■ Records excerpted from a collection
::::::

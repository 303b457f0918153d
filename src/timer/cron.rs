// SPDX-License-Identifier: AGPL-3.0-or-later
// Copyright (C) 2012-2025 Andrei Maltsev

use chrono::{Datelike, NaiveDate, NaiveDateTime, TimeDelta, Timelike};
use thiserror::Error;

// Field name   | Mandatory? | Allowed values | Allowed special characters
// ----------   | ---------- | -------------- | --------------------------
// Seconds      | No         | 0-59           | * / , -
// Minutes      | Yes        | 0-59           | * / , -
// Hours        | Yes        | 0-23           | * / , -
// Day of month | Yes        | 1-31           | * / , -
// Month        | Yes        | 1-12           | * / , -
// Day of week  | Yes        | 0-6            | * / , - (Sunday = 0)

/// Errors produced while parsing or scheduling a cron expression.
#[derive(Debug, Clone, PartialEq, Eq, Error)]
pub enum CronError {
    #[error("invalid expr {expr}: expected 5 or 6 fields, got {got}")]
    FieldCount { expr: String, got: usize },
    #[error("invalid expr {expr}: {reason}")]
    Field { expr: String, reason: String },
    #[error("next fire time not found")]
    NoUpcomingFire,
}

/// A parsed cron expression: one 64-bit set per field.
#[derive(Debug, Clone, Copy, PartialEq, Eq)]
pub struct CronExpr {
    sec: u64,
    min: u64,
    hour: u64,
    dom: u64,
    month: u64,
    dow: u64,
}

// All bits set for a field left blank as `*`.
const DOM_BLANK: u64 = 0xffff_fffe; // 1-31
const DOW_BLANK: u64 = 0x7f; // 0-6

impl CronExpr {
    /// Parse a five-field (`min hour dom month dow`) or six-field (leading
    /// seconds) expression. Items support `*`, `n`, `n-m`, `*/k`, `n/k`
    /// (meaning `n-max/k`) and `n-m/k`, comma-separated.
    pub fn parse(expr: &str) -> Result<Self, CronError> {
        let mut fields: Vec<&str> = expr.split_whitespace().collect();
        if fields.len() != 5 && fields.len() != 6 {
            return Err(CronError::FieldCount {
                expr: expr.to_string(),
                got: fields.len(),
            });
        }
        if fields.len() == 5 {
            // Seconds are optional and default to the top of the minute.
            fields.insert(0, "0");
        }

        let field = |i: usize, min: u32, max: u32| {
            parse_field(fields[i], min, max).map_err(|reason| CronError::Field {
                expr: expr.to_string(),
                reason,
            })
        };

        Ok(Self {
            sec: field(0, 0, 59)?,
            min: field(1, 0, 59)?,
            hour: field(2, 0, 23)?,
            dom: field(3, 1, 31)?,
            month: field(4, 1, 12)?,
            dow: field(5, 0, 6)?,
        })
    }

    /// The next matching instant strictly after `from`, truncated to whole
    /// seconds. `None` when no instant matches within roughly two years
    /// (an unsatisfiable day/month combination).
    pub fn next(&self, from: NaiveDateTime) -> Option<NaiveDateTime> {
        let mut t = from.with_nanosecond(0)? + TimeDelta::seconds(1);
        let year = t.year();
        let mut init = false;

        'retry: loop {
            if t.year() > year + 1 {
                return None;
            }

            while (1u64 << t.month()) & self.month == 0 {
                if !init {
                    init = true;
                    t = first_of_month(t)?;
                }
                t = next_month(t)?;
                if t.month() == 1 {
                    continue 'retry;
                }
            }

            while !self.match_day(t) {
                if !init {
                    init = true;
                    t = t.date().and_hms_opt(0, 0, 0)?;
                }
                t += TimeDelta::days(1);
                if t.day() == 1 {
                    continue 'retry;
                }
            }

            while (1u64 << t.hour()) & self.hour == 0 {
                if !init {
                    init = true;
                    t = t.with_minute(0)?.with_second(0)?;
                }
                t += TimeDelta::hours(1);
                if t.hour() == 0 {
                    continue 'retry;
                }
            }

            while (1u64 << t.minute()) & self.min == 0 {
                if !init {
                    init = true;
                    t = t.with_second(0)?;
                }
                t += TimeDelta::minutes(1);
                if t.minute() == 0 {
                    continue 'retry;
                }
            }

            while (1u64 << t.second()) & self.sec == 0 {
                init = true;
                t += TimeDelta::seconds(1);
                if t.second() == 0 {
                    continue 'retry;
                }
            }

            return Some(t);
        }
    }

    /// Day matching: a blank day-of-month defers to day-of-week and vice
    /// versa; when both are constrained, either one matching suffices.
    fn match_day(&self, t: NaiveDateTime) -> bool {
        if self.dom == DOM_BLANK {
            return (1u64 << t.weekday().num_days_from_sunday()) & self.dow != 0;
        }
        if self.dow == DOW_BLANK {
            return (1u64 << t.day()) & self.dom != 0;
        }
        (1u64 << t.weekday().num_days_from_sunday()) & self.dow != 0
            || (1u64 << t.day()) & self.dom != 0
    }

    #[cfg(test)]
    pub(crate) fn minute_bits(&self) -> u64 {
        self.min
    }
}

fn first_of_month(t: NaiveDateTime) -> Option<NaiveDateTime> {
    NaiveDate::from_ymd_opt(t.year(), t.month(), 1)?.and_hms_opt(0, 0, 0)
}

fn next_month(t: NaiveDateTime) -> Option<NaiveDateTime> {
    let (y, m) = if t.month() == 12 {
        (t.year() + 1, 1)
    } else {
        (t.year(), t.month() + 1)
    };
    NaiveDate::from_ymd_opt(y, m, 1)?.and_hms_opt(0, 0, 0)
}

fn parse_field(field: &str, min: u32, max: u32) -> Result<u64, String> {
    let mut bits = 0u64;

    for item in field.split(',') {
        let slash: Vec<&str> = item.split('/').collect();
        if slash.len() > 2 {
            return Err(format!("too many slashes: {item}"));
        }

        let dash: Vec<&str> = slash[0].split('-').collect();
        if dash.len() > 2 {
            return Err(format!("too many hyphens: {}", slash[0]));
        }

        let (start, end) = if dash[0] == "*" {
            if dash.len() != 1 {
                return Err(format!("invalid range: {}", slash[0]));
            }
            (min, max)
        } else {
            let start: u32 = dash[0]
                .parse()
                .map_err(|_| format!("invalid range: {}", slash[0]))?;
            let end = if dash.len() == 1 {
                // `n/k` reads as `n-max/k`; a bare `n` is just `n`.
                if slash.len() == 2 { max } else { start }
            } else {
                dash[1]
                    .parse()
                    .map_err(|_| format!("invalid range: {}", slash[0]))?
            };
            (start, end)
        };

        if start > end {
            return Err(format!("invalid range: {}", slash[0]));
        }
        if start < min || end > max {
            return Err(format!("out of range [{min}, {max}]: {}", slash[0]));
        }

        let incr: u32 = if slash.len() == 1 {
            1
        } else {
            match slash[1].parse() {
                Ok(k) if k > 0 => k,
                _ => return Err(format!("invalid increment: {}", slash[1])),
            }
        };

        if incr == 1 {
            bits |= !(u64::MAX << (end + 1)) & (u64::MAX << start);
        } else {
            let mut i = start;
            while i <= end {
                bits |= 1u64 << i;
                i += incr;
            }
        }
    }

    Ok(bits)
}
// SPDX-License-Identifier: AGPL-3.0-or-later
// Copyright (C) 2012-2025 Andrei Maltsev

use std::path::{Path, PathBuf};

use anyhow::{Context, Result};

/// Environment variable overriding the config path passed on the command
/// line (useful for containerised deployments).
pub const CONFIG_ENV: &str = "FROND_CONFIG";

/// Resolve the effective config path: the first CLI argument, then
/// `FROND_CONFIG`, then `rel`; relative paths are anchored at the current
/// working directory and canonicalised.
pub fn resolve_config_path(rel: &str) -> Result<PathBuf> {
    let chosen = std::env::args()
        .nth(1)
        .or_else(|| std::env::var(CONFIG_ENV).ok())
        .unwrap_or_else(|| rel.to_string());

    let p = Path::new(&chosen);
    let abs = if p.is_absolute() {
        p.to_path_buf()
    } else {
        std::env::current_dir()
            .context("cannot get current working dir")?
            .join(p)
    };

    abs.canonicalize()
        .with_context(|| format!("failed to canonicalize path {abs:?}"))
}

::::::

■ Problem details
Up to and including the line with "Allowed special characters", print every line of the records from the start.

■ Solution to this exercise
repository 303b457f0918153d
filename src/timer/cron.rs
// SPDX-License-Identifier: AGPL-3.0-or-later
// Copyright (C) 2012-2025 Andrei Maltsev

use chrono::{Datelike, NaiveDate, NaiveDateTime, TimeDelta, Timelike};
use thiserror::Error;

// Field name   | Mandatory? | Allowed values | Allowed special characters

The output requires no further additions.